L’ITALIANO MEDIO – Dopo anni di avanspettacolo, Alberto Sordi ha incarnato l’italiano medio ritagliandosi ruoli su misura, che hanno reso memorabile ed inequivocabile qualsiasi personaggio incontrasse sul suo cammino, sia esso un vigile, un comico, un marito, un vedovo, un commissario, un magliaro o un tassinaro. La sua età anagrafica è sempre coincisa con quella delle sue controfigure, senza alterazioni, senza i trucchi che si nascondono dietro e d’avanti la macchina da presa. Il buffo, gogliardico e sgrammaticato romanesco di “Ammazza che fusto!” o “Ce l’hai ‘na casa? E vattene a casa!” si affina col tempo e diventa un italiano imbevuto di romanità che i filtra la decontaminazione e la purificazione del linguaggio di tutti i giorni. Nei film interpretati o diretti da Sordi non manca nessun dettaglio dell’Italia martoriata dalla guerra, illusa dal Boom, spettinata dalla contestazione, ferita dagli anni di piombo, volgarizzata dal rampantismo e dal riflusso, schiaffeggiata dal trasformismo post-tangentopoli. Anzi, in alcune sue pellicole come “Io e Caterina” o “Tutti dentro” c’è addirittura la profezia di ciò che accadrà domani, in un futuro non troppo distante. Di tutto questo patrimonio, ne è inconfutabile testimonianza il suo programma-documentario “Storia di un Italiano”, trasmesso dalla Rai per la prima volta tra la fine degli anni Settanta e i primi anni ottanta e dovutamente aggiornato fino al Giubileo del 2000. Un successo realizzato con la complicità di Giancarlo Governi, la montatrice Tatiana Morigi e la musica inconfondibile di Piero Piccioni, divenuta la colonna sonora di tutte quelle schegge che oggi più di ieri fanno parte del nostro capitale più prezioso.

 

DIETRO LA CINEPRESA – Alberto Sordi è stato un inimitabile istrione ma non impeccabile autore cinematografico.
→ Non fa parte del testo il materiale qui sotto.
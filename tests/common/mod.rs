// Shared mocks for controller tests
//
// The mocks record every interaction so tests can assert on what the
// controller asked of its collaborators.

#![allow(dead_code)]

use std::sync::atomic::{AtomicBool, AtomicUsize, Ordering};
use std::sync::{Arc, Mutex};
use std::time::Duration;
use tokio::sync::Notify;
use voice_call::{
    CallController, CallError, CallEvent, CallResult, CallSdk, CallSnapshot, ControllerConfig,
    CallObserver, CallStatus, EventSink, EventSubscription, MicrophoneAccess, MicrophoneError,
    MicrophoneProbe, SdkError, StartCallConfig, TokenService,
};

#[derive(Default)]
struct SdkState {
    sink: Mutex<Option<EventSink>>,
    subscriptions: AtomicUsize,
    starts: Mutex<Vec<StartCallConfig>>,
    stops: AtomicUsize,
    listeners_removed: AtomicBool,
    start_error: Mutex<Option<String>>,
    stop_error: Mutex<Option<String>>,
    auto_start: AtomicBool,
    start_gate: Mutex<Option<Arc<Notify>>>,
}

/// In-memory calling SDK
#[derive(Clone, Default)]
pub struct MockSdk {
    state: Arc<SdkState>,
}

impl MockSdk {
    pub fn new() -> Self {
        Self::default()
    }

    /// Emit `call_started` from inside `start_call`
    pub fn auto_start(&self, enabled: bool) {
        self.state.auto_start.store(enabled, Ordering::SeqCst);
    }

    /// Hold `start_call` after it is recorded until the notify is triggered
    pub fn hold_start(&self) -> Arc<Notify> {
        let notify = Arc::new(Notify::new());
        *self.state.start_gate.lock().unwrap() = Some(Arc::clone(&notify));
        notify
    }

    pub fn fail_start(&self, message: &str) {
        *self.state.start_error.lock().unwrap() = Some(message.to_string());
    }

    pub fn fail_stop(&self, message: &str) {
        *self.state.stop_error.lock().unwrap() = Some(message.to_string());
    }

    pub fn emit(&self, event: CallEvent) -> bool {
        match self.state.sink.lock().unwrap().as_ref() {
            Some(sink) => sink.emit(event),
            None => false,
        }
    }

    pub fn start_count(&self) -> usize {
        self.state.starts.lock().unwrap().len()
    }

    pub fn last_start(&self) -> Option<StartCallConfig> {
        self.state.starts.lock().unwrap().last().cloned()
    }

    pub fn stop_count(&self) -> usize {
        self.state.stops.load(Ordering::SeqCst)
    }

    pub fn subscription_count(&self) -> usize {
        self.state.subscriptions.load(Ordering::SeqCst)
    }

    pub fn listeners_removed(&self) -> bool {
        self.state.listeners_removed.load(Ordering::SeqCst)
    }
}

#[async_trait::async_trait]
impl CallSdk for MockSdk {
    async fn start_call(&self, config: &StartCallConfig) -> Result<(), SdkError> {
        self.state.starts.lock().unwrap().push(config.clone());

        let gate = self.state.start_gate.lock().unwrap().clone();
        if let Some(gate) = gate {
            gate.notified().await;
        }

        if let Some(message) = self.state.start_error.lock().unwrap().clone() {
            return Err(SdkError::new(message));
        }

        if self.state.auto_start.load(Ordering::SeqCst) {
            self.emit(CallEvent::CallStarted);
        }

        Ok(())
    }

    async fn stop_call(&self) -> Result<(), SdkError> {
        self.state.stops.fetch_add(1, Ordering::SeqCst);

        match self.state.stop_error.lock().unwrap().clone() {
            Some(message) => Err(SdkError::new(message)),
            None => Ok(()),
        }
    }

    fn subscribe(&self) -> EventSubscription {
        let (sink, subscription) = EventSubscription::channel();
        *self.state.sink.lock().unwrap() = Some(sink);
        self.state.subscriptions.fetch_add(1, Ordering::SeqCst);
        subscription
    }

    fn remove_all_listeners(&self) {
        self.state.sink.lock().unwrap().take();
        self.state.listeners_removed.store(true, Ordering::SeqCst);
    }
}

#[derive(Clone, Debug)]
pub enum MicOutcome {
    Granted,
    Denied,
    Unavailable(String),
}

/// Microphone that answers with a fixed outcome and counts releases
#[derive(Clone)]
pub struct MockMicrophone {
    outcome: Arc<Mutex<MicOutcome>>,
    requests: Arc<AtomicUsize>,
    releases: Arc<AtomicUsize>,
}

impl MockMicrophone {
    pub fn new(outcome: MicOutcome) -> Self {
        Self {
            outcome: Arc::new(Mutex::new(outcome)),
            requests: Arc::new(AtomicUsize::new(0)),
            releases: Arc::new(AtomicUsize::new(0)),
        }
    }

    pub fn set(&self, outcome: MicOutcome) {
        *self.outcome.lock().unwrap() = outcome;
    }

    pub fn requests(&self) -> usize {
        self.requests.load(Ordering::SeqCst)
    }

    pub fn releases(&self) -> usize {
        self.releases.load(Ordering::SeqCst)
    }
}

#[async_trait::async_trait]
impl MicrophoneAccess for MockMicrophone {
    async fn request(&self) -> Result<MicrophoneProbe, MicrophoneError> {
        self.requests.fetch_add(1, Ordering::SeqCst);

        let outcome = self.outcome.lock().unwrap().clone();
        match outcome {
            MicOutcome::Granted => {
                let releases = Arc::clone(&self.releases);
                Ok(MicrophoneProbe::new(move || {
                    releases.fetch_add(1, Ordering::SeqCst);
                }))
            }
            MicOutcome::Denied => Err(MicrophoneError::Denied),
            MicOutcome::Unavailable(message) => Err(MicrophoneError::Unavailable(message)),
        }
    }
}

#[derive(Clone, Debug)]
pub enum TokenOutcome {
    Token(String),
    Fail(String),
}

/// Token service with an optional gate that holds requests until opened
#[derive(Clone)]
pub struct MockTokens {
    outcome: Arc<Mutex<TokenOutcome>>,
    gate: Arc<Mutex<Option<Arc<Notify>>>>,
    calls: Arc<AtomicUsize>,
}

impl MockTokens {
    pub fn new(outcome: TokenOutcome) -> Self {
        Self {
            outcome: Arc::new(Mutex::new(outcome)),
            gate: Arc::new(Mutex::new(None)),
            calls: Arc::new(AtomicUsize::new(0)),
        }
    }

    pub fn set(&self, outcome: TokenOutcome) {
        *self.outcome.lock().unwrap() = outcome;
    }

    /// Hold every request until the returned notify is triggered
    pub fn hold(&self) -> Arc<Notify> {
        let notify = Arc::new(Notify::new());
        *self.gate.lock().unwrap() = Some(Arc::clone(&notify));
        notify
    }

    pub fn calls(&self) -> usize {
        self.calls.load(Ordering::SeqCst)
    }
}

#[async_trait::async_trait]
impl TokenService for MockTokens {
    async fn create_web_call(&self) -> CallResult<String> {
        self.calls.fetch_add(1, Ordering::SeqCst);

        let gate = self.gate.lock().unwrap().clone();
        if let Some(gate) = gate {
            gate.notified().await;
        }

        match self.outcome.lock().unwrap().clone() {
            TokenOutcome::Token(token) => Ok(token),
            TokenOutcome::Fail(message) => Err(CallError::token(message)),
        }
    }
}

/// Observer that records status transitions and ignored events
#[derive(Clone, Default)]
pub struct RecordingObserver {
    transitions: Arc<Mutex<Vec<(CallStatus, CallStatus)>>>,
    ignored: Arc<Mutex<Vec<String>>>,
}

impl RecordingObserver {
    pub fn transitions(&self) -> Vec<(CallStatus, CallStatus)> {
        self.transitions.lock().unwrap().clone()
    }

    pub fn statuses(&self) -> Vec<CallStatus> {
        self.transitions().into_iter().map(|(_, to)| to).collect()
    }

    pub fn ignored(&self) -> Vec<String> {
        self.ignored.lock().unwrap().clone()
    }
}

impl CallObserver for RecordingObserver {
    fn status_changed(&self, from: &CallStatus, to: &CallStatus) {
        self.transitions
            .lock()
            .unwrap()
            .push((from.clone(), to.clone()));
    }

    fn event_ignored(&self, event: &CallEvent, _reason: &str) {
        self.ignored.lock().unwrap().push(event.name().to_string());
    }
}

pub struct Harness {
    pub controller: Arc<CallController>,
    pub sdk: MockSdk,
    pub mic: MockMicrophone,
    pub tokens: MockTokens,
    pub observer: RecordingObserver,
}

pub fn harness() -> Harness {
    harness_with(ControllerConfig::default())
}

pub fn harness_with(config: ControllerConfig) -> Harness {
    let observer = RecordingObserver::default();
    let sdk = MockSdk::new();
    let mic = MockMicrophone::new(MicOutcome::Granted);
    let tokens = MockTokens::new(TokenOutcome::Token("test-token".to_string()));

    let controller = Arc::new(CallController::new(
        config,
        Box::new(sdk.clone()),
        Arc::new(mic.clone()),
        Arc::new(tokens.clone()),
        Arc::new(observer.clone()),
    ));

    Harness {
        controller,
        sdk,
        mic,
        tokens,
        observer,
    }
}

/// Wait until the controller publishes a snapshot matching `pred`
pub async fn wait_for(
    controller: &CallController,
    pred: impl FnMut(&CallSnapshot) -> bool,
) -> CallSnapshot {
    let mut rx = controller.subscribe();
    let snapshot = tokio::time::timeout(Duration::from_secs(2), rx.wait_for(pred))
        .await
        .expect("timed out waiting for controller state")
        .expect("controller dropped");
    snapshot.clone()
}

/// Poll until `cond` holds
pub async fn wait_until(mut cond: impl FnMut() -> bool) {
    tokio::time::timeout(Duration::from_secs(2), async {
        while !cond() {
            tokio::time::sleep(Duration::from_millis(1)).await;
        }
    })
    .await
    .expect("timed out waiting for condition");
}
Negli oltre venti film da lui diretti a partire dal 1966, ha avuto geniali intuizioni da buon soggettista che spesso non sono stati sviluppati a livello narrativo come meritavano. L’unica eccezione è “Polvere di stelle”, incantevole e personalissimo ritratto del mondo dell’avanspettacolo negli anni a cavallo del secondo conflitto mondiale, cotonato di rimpianti e malinconiche nostalgie. Ha ragione chi sostiene che i comici non dovrebbero mai morire perché ci rassicurano e ci proteggono dal tempo che ci scappa tra le mani. L’ultima volta che ho incontrato Alberto Sordi è stato a Montecarlo nel novembre 2001. Ho avuto la fortuna di conoscerlo in diverse occasioni, quando ancora ero uno studente universitario. Nel mio ricordo resta memorabile una giornata trascorsa con lui il 25 novembre 1995, in occasione di una manifestazione tributatagli nella città di Assisi. Mi ha detto: “Vorrei tornare ad essere giovane come te, per ricominciare tutto da capo. Rifarei tutto filo e per segno. Non ho rimpianti”. Chissà dall’alto come ci saluterà. In maniera scherzosa e col suo sorriso italianissimo ma rimproverandoci con una battuta famosa: “Popolo che sei: Monnezza?”.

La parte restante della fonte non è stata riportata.